* AIM OF THE TASK *
Here are the records. Print them all exactly.

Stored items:
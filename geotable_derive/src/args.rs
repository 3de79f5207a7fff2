extern crate proc_macro;

use proc_macro2::TokenStream as TokenStream2;
use syn::Token;
use syn::parse::{self, Parse, ParseStream};

#[derive(Debug)]
pub struct Args(pub Option<Token![move]>, pub TokenStream2);
impl Parse for Args {
	fn parse(input: ParseStream<'_>) -> parse::Result<Self> {
		let move_token = if input.peek(Token![move]) {
			let token = input.parse()?;
			input.parse::<Token![,]>()?;
			Some(token)
		} else {
			None
		};
		Ok(Self(move_token, input.parse()?))
	}
}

* RESPONSE BOX *
filename geotable_derive/src/args.rs
repository 3de79f5207a7fff2
extern crate proc_macro;

use proc_macro2::TokenStream as TokenStream2;
use syn::Token;
use syn::parse::{self, Parse, ParseStream};

#[derive(Debug)]
pub struct Args(pub Option<Token![move]>, pub TokenStream2);
impl Parse for Args {
	fn parse(input: ParseStream<'_>) -> parse::Result<Self> {
		let move_token = if input.peek(Token![move]) {
			let token = input.parse()?;
			input.parse::<Token![,]>()?;
			Some(token)
		} else {
			None
		};
		Ok(Self(move_token, input.parse()?))
	}
}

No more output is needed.